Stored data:
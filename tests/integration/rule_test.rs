//! Organization rule administration tests: priorities, payload
//! validation, role requirements, and reordering.

use famvault_core::error::ErrorKind;
use famvault_core::types::RuleId;
use famvault_entity::member::FamilyRole;
use famvault_entity::rule::ConditionLogic;
use famvault_service::rule::{CreateRuleRequest, ReorderRulesRequest, UpdateRuleRequest};
use famvault_service::RequestContext;
use famvault_store::RuleStore;
use serde_json::json;

use crate::helpers::TestVault;

async fn make_rule(vault: &TestVault, ctx: &RequestContext, name: &str) -> RuleId {
    vault
        .rule_service
        .create_rule(
            ctx,
            CreateRuleRequest {
                name: name.to_string(),
                conditions: json!([{"kind": "extension", "value": "jpg"}]),
                condition_logic: ConditionLogic::And,
                action: json!({"type": "apply_tags", "tag_ids": []}),
            },
        )
        .await
        .expect("create rule")
        .id
}

#[tokio::test]
async fn test_new_rules_append_to_the_priority_order() {
    let vault = TestVault::new();
    let owner = vault.family().await;

    let first = make_rule(&vault, &owner, "first").await;
    let second = make_rule(&vault, &owner, "second").await;

    let rules = vault.rule_service.list_rules(&owner).await.expect("list");
    assert_eq!(rules.len(), 2);
    assert_eq!(rules[0].id, first);
    assert_eq!(rules[0].priority, 1);
    assert!(rules[0].enabled);
    assert_eq!(rules[1].id, second);
    assert_eq!(rules[1].priority, 2);
}

#[tokio::test]
async fn test_rule_mutations_require_the_admin_role() {
    let vault = TestVault::new();
    let owner = vault.family().await;
    let admin = vault.member(owner.family_id, FamilyRole::Admin).await;
    let member = vault.member(owner.family_id, FamilyRole::Member).await;

    let rule_id = make_rule(&vault, &admin, "by admin").await;

    let err = vault
        .rule_service
        .create_rule(
            &member,
            CreateRuleRequest {
                name: "by member".to_string(),
                conditions: json!([]),
                condition_logic: ConditionLogic::Or,
                action: json!({"type": "apply_tags", "tag_ids": []}),
            },
        )
        .await
        .unwrap_err();
    assert_eq!(err.kind, ErrorKind::Forbidden);

    let err = vault
        .rule_service
        .delete_rule(&member, rule_id)
        .await
        .unwrap_err();
    assert_eq!(err.kind, ErrorKind::Forbidden);

    // Reading is open to every member.
    let rules = vault.rule_service.list_rules(&member).await.expect("list");
    assert_eq!(rules.len(), 1);
    vault
        .rule_service
        .get_rule(&member, rule_id)
        .await
        .expect("get");
}

#[tokio::test]
async fn test_rule_payloads_are_validated() {
    let vault = TestVault::new();
    let owner = vault.family().await;

    let err = vault
        .rule_service
        .create_rule(
            &owner,
            CreateRuleRequest {
                name: "bad conditions".to_string(),
                conditions: json!([{"kind": "wavelength", "value": "450nm"}]),
                condition_logic: ConditionLogic::And,
                action: json!({"type": "apply_tags", "tag_ids": []}),
            },
        )
        .await
        .unwrap_err();
    assert_eq!(err.kind, ErrorKind::Validation);

    let err = vault
        .rule_service
        .create_rule(
            &owner,
            CreateRuleRequest {
                name: "bad action".to_string(),
                conditions: json!([]),
                condition_logic: ConditionLogic::And,
                action: json!({"type": "launch_rocket"}),
            },
        )
        .await
        .unwrap_err();
    assert_eq!(err.kind, ErrorKind::Validation);

    let rule_id = make_rule(&vault, &owner, "good").await;
    let err = vault
        .rule_service
        .update_rule(
            &owner,
            rule_id,
            UpdateRuleRequest {
                name: None,
                conditions: Some(json!("not an array")),
                condition_logic: None,
                action: None,
            },
        )
        .await
        .unwrap_err();
    assert_eq!(err.kind, ErrorKind::Validation);
}

#[tokio::test]
async fn test_update_rule_changes_only_whats_given() {
    let vault = TestVault::new();
    let owner = vault.family().await;
    let rule_id = make_rule(&vault, &owner, "before").await;

    let updated = vault
        .rule_service
        .update_rule(
            &owner,
            rule_id,
            UpdateRuleRequest {
                name: Some("after".to_string()),
                conditions: None,
                condition_logic: Some(ConditionLogic::Or),
                action: None,
            },
        )
        .await
        .expect("update");

    assert_eq!(updated.name, "after");
    assert_eq!(updated.condition_logic, ConditionLogic::Or);
    assert_eq!(updated.conditions, json!([{"kind": "extension", "value": "jpg"}]));
    assert_eq!(updated.priority, 1);
}

#[tokio::test]
async fn test_disabling_a_rule_hides_it_from_evaluation() {
    let vault = TestVault::new();
    let owner = vault.family().await;
    let rule_id = make_rule(&vault, &owner, "toggled").await;

    let disabled = vault
        .rule_service
        .set_enabled(&owner, rule_id, false)
        .await
        .expect("disable");
    assert!(!disabled.enabled);

    let enabled_rules = vault
        .rules
        .list_enabled_by_family(owner.family_id)
        .await
        .expect("list enabled");
    assert!(enabled_rules.is_empty());

    vault
        .rule_service
        .set_enabled(&owner, rule_id, true)
        .await
        .expect("enable");
    let enabled_rules = vault
        .rules
        .list_enabled_by_family(owner.family_id)
        .await
        .expect("list enabled");
    assert_eq!(enabled_rules.len(), 1);
}

#[tokio::test]
async fn test_reorder_renumbers_the_listed_rules() {
    let vault = TestVault::new();
    let owner = vault.family().await;

    let r1 = make_rule(&vault, &owner, "r1").await;
    let r2 = make_rule(&vault, &owner, "r2").await;
    let r3 = make_rule(&vault, &owner, "r3").await;

    vault
        .rule_service
        .reorder_rules(
            &owner,
            ReorderRulesRequest {
                rule_ids: vec![r3, r1],
            },
        )
        .await
        .expect("reorder");

    let by_id = |rules: &[famvault_entity::rule::OrganizationRule], id: RuleId| {
        rules.iter().find(|r| r.id == id).expect("rule present").priority
    };
    let rules = vault.rule_service.list_rules(&owner).await.expect("list");
    assert_eq!(by_id(&rules, r3), 1);
    assert_eq!(by_id(&rules, r1), 2);
    // Rules left out of the reorder keep their old priority.
    assert_eq!(by_id(&rules, r2), 2);
}

#[tokio::test]
async fn test_reorder_rejects_bad_requests() {
    let vault = TestVault::new();
    let owner = vault.family().await;
    let r1 = make_rule(&vault, &owner, "r1").await;

    let err = vault
        .rule_service
        .reorder_rules(&owner, ReorderRulesRequest { rule_ids: vec![] })
        .await
        .unwrap_err();
    assert_eq!(err.kind, ErrorKind::Validation);

    let err = vault
        .rule_service
        .reorder_rules(
            &owner,
            ReorderRulesRequest {
                rule_ids: vec![r1, r1],
            },
        )
        .await
        .unwrap_err();
    assert_eq!(err.kind, ErrorKind::Validation);

    let err = vault
        .rule_service
        .reorder_rules(
            &owner,
            ReorderRulesRequest {
                rule_ids: vec![r1, RuleId::new()],
            },
        )
        .await
        .unwrap_err();
    assert_eq!(err.kind, ErrorKind::NotFound);

    // A stranger's rule id must not be renumbered through this family.
    let other_owner = vault.family().await;
    let foreign = make_rule(&vault, &other_owner, "foreign").await;
    let err = vault
        .rule_service
        .reorder_rules(
            &owner,
            ReorderRulesRequest {
                rule_ids: vec![r1, foreign],
            },
        )
        .await
        .unwrap_err();
    assert_eq!(err.kind, ErrorKind::NotFound);
}

#[tokio::test]
async fn test_delete_rule() {
    let vault = TestVault::new();
    let owner = vault.family().await;
    let rule_id = make_rule(&vault, &owner, "short lived").await;

    vault
        .rule_service
        .delete_rule(&owner, rule_id)
        .await
        .expect("delete");
    let err = vault
        .rule_service
        .get_rule(&owner, rule_id)
        .await
        .unwrap_err();
    assert_eq!(err.kind, ErrorKind::NotFound);

    // Rules are family scoped even by id.
    let other_owner = vault.family().await;
    let foreign = make_rule(&vault, &other_owner, "foreign").await;
    let err = vault
        .rule_service
        .delete_rule(&owner, foreign)
        .await
        .unwrap_err();
    assert_eq!(err.kind, ErrorKind::Forbidden);
}
//! Request context carrying the acting member and their family.

use chrono::{DateTime, Utc};
use serde::{Deserialize, Serialize};

use famvault_core::types::{FamilyId, MemberId};

/// Context for the current request.
///
/// Built by the caller and passed into service methods so that every
/// operation knows *who* is acting in *which* family. Authentication
/// happens outside the core; by the time a context exists the member id
/// is trusted. Whether that member may actually touch a resource is
/// decided per operation by the permission resolver.
#[derive(Debug, Clone, Serialize, Deserialize)]
pub struct RequestContext {
    /// The acting member's ID.
    pub member_id: MemberId,
    /// The family the request operates on.
    pub family_id: FamilyId,
    /// When the request was received.
    pub request_time: DateTime<Utc>,
}

impl RequestContext {
    /// Creates a new request context.
    pub fn new(member_id: MemberId, family_id: FamilyId) -> Self {
        Self {
            member_id,
            family_id,
            request_time: Utc::now(),
        }
    }
}
//! Local filesystem blob store.

use std::path::{Path, PathBuf};

use async_trait::async_trait;
use tokio::fs;
use tracing::debug;

use famvault_core::error::{AppError, ErrorKind};
use famvault_core::result::AppResult;
use famvault_core::traits::storage::BlobStore;

/// Blob store rooted at a directory on the local filesystem.
///
/// Keys are relative paths under the root; intermediate directories are
/// created on write.
#[derive(Debug, Clone)]
pub struct LocalBlobStore {
    /// Root directory for all stored blobs.
    root: PathBuf,
}

impl LocalBlobStore {
    /// Create a new local blob store rooted at the given path.
    pub async fn new(root_path: &str) -> AppResult<Self> {
        let root = PathBuf::from(root_path);
        fs::create_dir_all(&root).await.map_err(|e| {
            AppError::with_source(
                ErrorKind::Storage,
                format!("Failed to create storage root: {}", root.display()),
                e,
            )
        })?;
        Ok(Self { root })
    }

    /// Resolve a key to an absolute path within the root.
    fn resolve(&self, key: &str) -> PathBuf {
        let clean = key.trim_start_matches('/');
        self.root.join(clean)
    }

    /// Ensure the parent directory of a path exists.
    async fn ensure_parent(&self, path: &Path) -> AppResult<()> {
        if let Some(parent) = path.parent() {
            fs::create_dir_all(parent).await.map_err(|e| {
                AppError::with_source(
                    ErrorKind::Storage,
                    format!("Failed to create parent directory: {}", parent.display()),
                    e,
                )
            })?;
        }
        Ok(())
    }
}

#[async_trait]
impl BlobStore for LocalBlobStore {
    fn backend_type(&self) -> &str {
        "local"
    }

    async fn health_check(&self) -> AppResult<bool> {
        Ok(self.root.exists() && self.root.is_dir())
    }

    async fn write(&self, key: &str, data: &[u8]) -> AppResult<()> {
        let full_path = self.resolve(key);
        self.ensure_parent(&full_path).await?;

        fs::write(&full_path, data).await.map_err(|e| {
            AppError::with_source(ErrorKind::Storage, format!("Failed to write blob: {key}"), e)
        })?;

        debug!(key, bytes = data.len(), "Wrote blob");
        Ok(())
    }

    async fn read(&self, key: &str) -> AppResult<Vec<u8>> {
        let full_path = self.resolve(key);
        fs::read(&full_path).await.map_err(|e| {
            if e.kind() == std::io::ErrorKind::NotFound {
                AppError::not_found(format!("Blob not found: {key}"))
            } else {
                AppError::with_source(
                    ErrorKind::Storage,
                    format!("Failed to read blob: {key}"),
                    e,
                )
            }
        })
    }

    async fn delete(&self, key: &str) -> AppResult<()> {
        let full_path = self.resolve(key);
        if full_path.exists() {
            fs::remove_file(&full_path).await.map_err(|e| {
                AppError::with_source(
                    ErrorKind::Storage,
                    format!("Failed to delete blob: {key}"),
                    e,
                )
            })?;
        }
        Ok(())
    }

    async fn exists(&self, key: &str) -> AppResult<bool> {
        Ok(self.resolve(key).exists())
    }
}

▶ [What you need to do] The answer must be every line of the data that contains the word "directory".

▶ [Your solution]
/// Blob store rooted at a directory on the local filesystem.
    /// Root directory for all stored blobs.
    /// Ensure the parent directory of a path exists.
                    format!("Failed to create parent directory: {}", parent.display()),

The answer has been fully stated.